» **Your instructions**: Find the line holding "PartialOrd, Ord, Hash)]" in the entries below. Give it again exactly, along with every line after it up to and including the line holding "let month = Month::try_from(month).map_err(|_|".

◇ ◇ ◇ ◇ ◇ ◇ ◇

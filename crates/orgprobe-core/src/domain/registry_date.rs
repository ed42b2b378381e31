use std::fmt::{Display, Formatter};

use serde::de::Error as DeError;
use serde::{Deserialize, Deserializer, Serialize, Serializer};
use time::format_description::well_known::Iso8601;
use time::format_description::BorrowedFormatItem;
use time::macros::format_description;
use time::parsing::Parsed;
use time::{Date, Month};

use crate::ValidationError;

const SHORT_FORMAT: &str = "dd.mm.yy";
const LONG_FORMAT: &str = "dd/mm/yyyy";

const SHORT_LAYOUT: &[BorrowedFormatItem<'_>] =
    format_description!("[day].[month].[year repr:last_two]");
const LONG_LAYOUT: &[BorrowedFormatItem<'_>] = format_description!("[day]/[month]/[year]");

/// Two-digit years at or above this value belong to the 1900s.
const CENTURY_PIVOT: u8 = 69;

/// Calendar date reported by a registry, serialized as `YYYY-MM-DD`.
#[derive(Debug, Clone, Copy, PartialEq, Eq, PartialOrd, Ord, Hash)]
pub struct RegistryDate(Date);

impl RegistryDate {
    pub fn from_calendar(year: i32, month: u8, day: u8) -> Result<Self, ValidationError> {
        let invalid = || ValidationError::InvalidDate {
            value: format!("{year:04}-{month:02}-{day:02}"),
            expected: "a calendar date",
        };
        let month = Month::try_from(month).map_err(|_| invalid())?;
        Date::from_calendar_date(year, month, day)
            .map(Self)
            .map_err(|_| invalid())
    }

    /// Parse `dd.mm.yy`, mapping `69..=99` to the 1900s and `00..=68` to the 2000s.
    pub fn parse_short(input: &str) -> Result<Self, ValidationError> {
        let invalid = || invalid_format(input, SHORT_FORMAT);
        let mut parsed = Parsed::new();
        let rest = parsed
            .parse_items(input.trim().as_bytes(), SHORT_LAYOUT)
            .map_err(|_| invalid())?;
        if !rest.is_empty() {
            return Err(invalid());
        }

        let (Some(year), Some(month), Some(day)) =
            (parsed.year_last_two(), parsed.month(), parsed.day())
        else {
            return Err(invalid());
        };
        let century = if year >= CENTURY_PIVOT { 1900 } else { 2000 };
        Date::from_calendar_date(century + i32::from(year), month, day.get())
            .map(Self)
            .map_err(|_| invalid())
    }

    /// Parse `dd/mm/yyyy`.
    pub fn parse_long(input: &str) -> Result<Self, ValidationError> {
        Date::parse(input.trim(), LONG_LAYOUT)
            .map(Self)
            .map_err(|_| invalid_format(input, LONG_FORMAT))
    }

    pub fn into_inner(self) -> Date {
        self.0
    }
}

fn invalid_format(input: &str, expected: &'static str) -> ValidationError {
    ValidationError::InvalidDate {
        value: input.to_owned(),
        expected,
    }
}

impl Display for RegistryDate {
    fn fmt(&self, f: &mut Formatter<'_>) -> std::fmt::Result {
        Display::fmt(&self.0, f)
    }
}

impl Serialize for RegistryDate {
    fn serialize<S>(&self, serializer: S) -> Result<S::Ok, S::Error>
    where
        S: Serializer,
    {
        serializer.collect_str(self)
    }
}

impl<'de> Deserialize<'de> for RegistryDate {
    fn deserialize<D>(deserializer: D) -> Result<Self, D::Error>
    where
        D: Deserializer<'de>,
    {
        let value = String::deserialize(deserializer)?;
        Date::parse(&value, &Iso8601::DATE)
            .map(Self)
            .map_err(D::Error::custom)
    }
}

◇ ◇ ◇ ◇ ◇ ◇ ◇

» **Result for this exercise**:
#[derive(Debug, Clone, Copy, PartialEq, Eq, PartialOrd, Ord, Hash)]
pub struct RegistryDate(Date);

impl RegistryDate {
    pub fn from_calendar(year: i32, month: u8, day: u8) -> Result<Self, ValidationError> {
        let invalid = || ValidationError::InvalidDate {
            value: format!("{year:04}-{month:02}-{day:02}"),
            expected: "a calendar date",
        };
        let month = Month::try_from(month).map_err(|_| invalid())?;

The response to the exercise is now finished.